Remembering to Turn on the Light
For the last few months, the COVID-19 pandemic has confined us to our homes to mitigate the spread of infection. Taking this as an opportunity to pause and reflect, I’m reminded of how vulnerable and precious all life is, but also how deeply interconnected and interdependent we all are. Primarily fostered by globalization, we are all part of the same big beautiful web of life and as cliché as it may sound, life goes on.
Although I didn't attend the annual Cherry Blossom Festival on Roosevelt Island this year, I know cherry blossoms were nevertheless blooming without being seen. (At left: a photo from last year's Festival.) I find solace in knowing how beautiful this world still is even with us spending more time indoors. With everyone staying home, it has been reported that Los Angeles has clean air for the first time in nearly two decades. According to the American Lung Association’s annual “State of the Air” report, Los Angeles has long had the distinction of being the U.S. city with the dirtiest air, putting more than 141 million Americans at risk from smog. The Environmental Protection Agency’s Air Quality Index shows that the decreased transportation and industry emissions over the last couple of months have been most impactful in reducing air pollution.
In the northern Indian state of Punjab, the Himalayan mountain range has been reported to be now visible from more than 100 miles away due to the reduction in air pollution caused by the country’s COVID-19 lockdown. For many residents, the sight is something they have never witnessed in their entire lives and from the pictures I have seen, it’s truly a sight for sore eyes. Similar to Los Angeles, this phenomenon is made possible by a dramatic improvement in air quality after industries shut down, cars came off the road and airlines canceled flights due to the COVID-19 pandemic.
The silver lining of the situation appears to be nature trying to tell us something, and I think we should listen closely. For me, it is to stop and smell the roses. In other words, I’ve decided to view quarantine as an invitation to slow down and pull back from the rise-and-grind mentality so prevalent among New Yorkers. Before arriving at this decision, there were times when my thoughts would go back to what life was like before quarantine and what I would normally be doing at that moment in time like trips to the movie theater, museums, art galleries, book fairs, concerts, bars, or restaurants. However, I would find myself experiencing a sense of loss after having these thoughts due to the fact that I couldn’t do any of them.
To maintain my mental well-being, I quickly learned to live in the moment and appreciate life’s small pleasures a great deal more. I’ve been reading and revisiting books I find comforting and inspiring, such as Walter Isaacson’s Steve Jobs and J.K. Rowling’s Harry Potter and the Prisoner of Azkaban. A quote I find especially comforting comes from none other than Albus Dumbledore: “Happiness can be found, even in the darkest of times, if one only remembers to turn on the light.” Although Dumbledore said this to empower the students of Hogwarts during dark times, we can also find some inspiration from it during this challenging time as the pandemic takes a heavy toll on our mental health. Our Library staff is always happy to share current reads, comfort reads, and so much more from our staff recommendations. Also, independent and online bookstores such as Book Club Bar, Cafe con Libros, and Bookshop have created an easy, convenient way for you to get your books while also supporting your local bookstores during this challenging time.

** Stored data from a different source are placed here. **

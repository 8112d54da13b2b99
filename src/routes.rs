use crate::{
    api::{attendance, employee},
    config::Config,
};
use actix_governor::{
    Governor, GovernorConfigBuilder, PeerIpKeyExtractor, governor::middleware::NoOpMiddleware,
};
use actix_web::web;
use anyhow::anyhow;
use std::sync::Arc;

pub type Limiter = Governor<PeerIpKeyExtractor, NoOpMiddleware>;

/// Per-IP limiter allowing `requests_per_min` with a burst of the same size.
pub fn build_limiter(requests_per_min: u32) -> anyhow::Result<Limiter> {
    let per_ms = 60_000 / u64::from(requests_per_min.max(1));
    let cfg = GovernorConfigBuilder::default()
        .per_millisecond(per_ms.max(1))
        .burst_size(requests_per_min.max(1))
        .key_extractor(PeerIpKeyExtractor)
        .finish()
        .ok_or_else(|| anyhow!("invalid rate limit of {requests_per_min} per minute"))?;
    Ok(Governor::new(&cfg))
}

pub fn configure(cfg: &mut web::ServiceConfig, config: &Config, limiter: Arc<Limiter>) {
    cfg.service(
        web::scope(&config.api_prefix)
            .wrap(limiter) // rate limiting
            .configure(api_routes),
    );
}

/// Employee and attendance resources, relative to the API prefix.
pub fn api_routes(cfg: &mut web::ServiceConfig) {
    cfg.service(
        web::scope("/employee")
            // /employee
            .service(
                web::resource("")
                    .route(web::post().to(employee::create_employee))
                    .route(web::get().to(employee::list_employees)),
            )
            // /employee/roles, ahead of /{id}
            .service(web::resource("/roles").route(web::get().to(employee::list_roles)))
            // /employee/{id}
            .service(
                web::resource("/{id}")
                    .route(web::put().to(employee::update_employee))
                    .route(web::get().to(employee::get_employee))
                    .route(web::delete().to(employee::delete_employee)),
            ),
    )
    .service(
        web::scope("/attendance")
            // /attendance
            .service(web::resource("").route(web::get().to(attendance::list_attendance)))
            // /attendance/{date}
            .service(
                web::resource("/{date}")
                    .route(web::get().to(attendance::get_attendance))
                    .route(web::put().to(attendance::save_attendance)),
            ),
    );
}

#[cfg(test)]
mod tests {
    use super::*;
    use crate::model::employee::fixtures::data;
    use crate::store::{AppStore, SharedStore};
    use actix_web::test as actix_test;
    use actix_web::{App, http::StatusCode};
    use chrono::{Duration, Local};
    use serde_json::{Value, json};

    fn state() -> web::Data<SharedStore> {
        web::Data::new(AppStore::new().into_shared())
    }

    macro_rules! app {
        ($state:expr) => {
            actix_test::init_service(App::new().app_data($state.clone()).configure(api_routes)).await
        };
    }

    fn dana() -> Value {
        json!({
            "name": "Dana",
            "email": "d@x.com",
            "contact": "555",
            "role": "IT",
            "joiningDate": "2024-01-15",
            "leaves": 0
        })
    }

    #[test]
    fn limiter_builds_for_small_and_large_rates() {
        assert!(build_limiter(60).is_ok());
        assert!(build_limiter(100_000).is_ok());
    }

    #[actix_web::test]
    async fn create_then_get_employee() {
        let state = state();
        let app = app!(state);

        let req = actix_test::TestRequest::post().uri("/employee").set_json(dana()).to_request();
        let resp = actix_test::call_service(&app, req).await;
        assert_eq!(resp.status(), StatusCode::CREATED);
        let created: Value = actix_test::read_body_json(resp).await;
        let id = created["id"].as_u64().unwrap();

        let req = actix_test::TestRequest::get().uri(&format!("/employee/{id}")).to_request();
        let fetched: Value = actix_test::call_and_read_body_json(&app, req).await;
        assert_eq!(fetched["name"], "Dana");
        assert_eq!(fetched["joiningDate"], "2024-01-15");
    }

    #[actix_web::test]
    async fn create_with_blank_email_is_bad_request() {
        let state = state();
        let app = app!(state);
        let mut body = dana();
        body["email"] = json!("");

        let req = actix_test::TestRequest::post().uri("/employee").set_json(body).to_request();
        let resp = actix_test::call_service(&app, req).await;

        assert_eq!(resp.status(), StatusCode::BAD_REQUEST);
        assert!(state.read().unwrap().list_employees().is_empty());
    }

    #[actix_web::test]
    async fn update_unknown_is_not_found_and_delete_unknown_is_no_content() {
        let state = state();
        let app = app!(state);

        let req = actix_test::TestRequest::put().uri("/employee/999").set_json(dana()).to_request();
        assert_eq!(actix_test::call_service(&app, req).await.status(), StatusCode::NOT_FOUND);

        let req = actix_test::TestRequest::delete().uri("/employee/999").to_request();
        assert_eq!(actix_test::call_service(&app, req).await.status(), StatusCode::NO_CONTENT);
    }

    #[actix_web::test]
    async fn list_filters_by_search_and_role() {
        let state = state();
        {
            let mut app = state.write().unwrap();
            app.add_employee(data("Alice Johnson", "Front office")).unwrap();
            app.add_employee(data("Bob Smith", "Support")).unwrap();
        }
        let app = app!(state);

        let req = actix_test::TestRequest::get().uri("/employee?search=ALI&role=all").to_request();
        let body: Value = actix_test::call_and_read_body_json(&app, req).await;
        assert_eq!(body["data"].as_array().unwrap().len(), 1);
        assert_eq!(body["data"][0]["name"], "Alice Johnson");
        assert_eq!(body["status"], "idle");

        let req = actix_test::TestRequest::get().uri("/employee?role=Support").to_request();
        let body: Value = actix_test::call_and_read_body_json(&app, req).await;
        assert_eq!(body["data"][0]["name"], "Bob Smith");

        let req = actix_test::TestRequest::get().uri("/employee/roles").to_request();
        let body: Value = actix_test::call_and_read_body_json(&app, req).await;
        assert_eq!(body["roles"], json!(["Front office", "Support"]));
    }

    #[actix_web::test]
    async fn attendance_save_replaces_previous_sheet() {
        let state = state();
        let (a, b) = {
            let mut app = state.write().unwrap();
            let a = app.add_employee(data("Alice", "IT")).unwrap().id;
            let b = app.add_employee(data("Bob", "IT")).unwrap().id;
            (a, b)
        };
        let app = app!(state);

        for entries in [json!({ (a.to_string()): true, (b.to_string()): true }), json!({ (b.to_string()): true })] {
            let req = actix_test::TestRequest::put()
                .uri("/attendance/2024-03-01")
                .set_json(json!({ "entries": entries }))
                .to_request();
            assert_eq!(actix_test::call_service(&app, req).await.status(), StatusCode::OK);
        }

        let req = actix_test::TestRequest::get().uri("/attendance/2024-03-01").to_request();
        let body: Value = actix_test::call_and_read_body_json(&app, req).await;
        assert_eq!(body["entries"], json!({ (b.to_string()): true }));

        let req = actix_test::TestRequest::get().uri("/attendance").to_request();
        let body: Value = actix_test::call_and_read_body_json(&app, req).await;
        assert_eq!(body.as_array().unwrap().len(), 1);
    }

    #[actix_web::test]
    async fn save_response_drops_unknown_ids_like_lookup() {
        let state = state();
        let id = state.write().unwrap().add_employee(data("Alice", "IT")).unwrap().id;
        let app = app!(state);

        let req = actix_test::TestRequest::put()
            .uri("/attendance/2024-03-01")
            .set_json(json!({ "entries": { (id.to_string()): true, "4242": true } }))
            .to_request();
        let saved: Value = actix_test::call_and_read_body_json(&app, req).await;

        let req = actix_test::TestRequest::get().uri("/attendance/2024-03-01").to_request();
        let fetched: Value = actix_test::call_and_read_body_json(&app, req).await;

        assert_eq!(saved["entries"], json!({ (id.to_string()): true }));
        assert_eq!(saved, fetched);
    }

    #[actix_web::test]
    async fn attendance_rejects_bad_and_future_dates() {
        let state = state();
        let app = app!(state);

        let req = actix_test::TestRequest::get().uri("/attendance/03-01-2024").to_request();
        assert_eq!(actix_test::call_service(&app, req).await.status(), StatusCode::BAD_REQUEST);

        let tomorrow = Local::now().date_naive() + Duration::days(1);
        let req = actix_test::TestRequest::put()
            .uri(&format!("/attendance/{tomorrow}"))
            .set_json(json!({ "entries": {} }))
            .to_request();
        assert_eq!(actix_test::call_service(&app, req).await.status(), StatusCode::BAD_REQUEST);
        assert!(state.read().unwrap().attendance().records().is_empty());
    }

    #[actix_web::test]
    async fn unsaved_day_lists_everyone_absent() {
        let state = state();
        let id = state.write().unwrap().add_employee(data("Alice", "IT")).unwrap().id;
        let app = app!(state);

        let req = actix_test::TestRequest::get().uri("/attendance/2024-03-02").to_request();
        let body: Value = actix_test::call_and_read_body_json(&app, req).await;

        assert_eq!(body["date"], "2024-03-02");
        assert_eq!(body["entries"], json!({ (id.to_string()): false }));
    }
}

In addition to reading, I’ve been coping with quarantine by writing, cooking, and watching thought-provoking films, TV shows, and entertaining documentaries. I’ve also been having more phone and video conversations with my family and friends than ever before. These conversations are ironically bringing us closer, and I find them quite therapeutic. According to the Centers for Disease Control and Prevention, it is very important to stay in touch with friends and family who don’t live in your home. Everyone reacts differently to stressful situations, and having to socially distance yourself from someone you love can be difficult. Since May is Mental Health Awareness Month, my colleague Marialuisa Monda and I will be hosting an interactive discussion on Instagram Live Video at 4 PM on Saturday May 30th. Join us as we reflect on the past few months, discussing what we've done and what we've read to maintain our mental well-being while confined to our homes. While we aren’t mental health professionals, we stand behind aiding those most vulnerable in this crisis.
If you, or someone you care about, are feeling overwhelmed with emotions, there are resources and counselors trained to meet the mental health needs of this unique situation. Visit the Disaster Distress Helpline, call 1-800-985-5990, or text TalkWithUs to 66746. Here in New York City, NYC Well is your connection to free, confidential mental health support.
No matter what you're dealing with, there are people who can help. We are all in this together.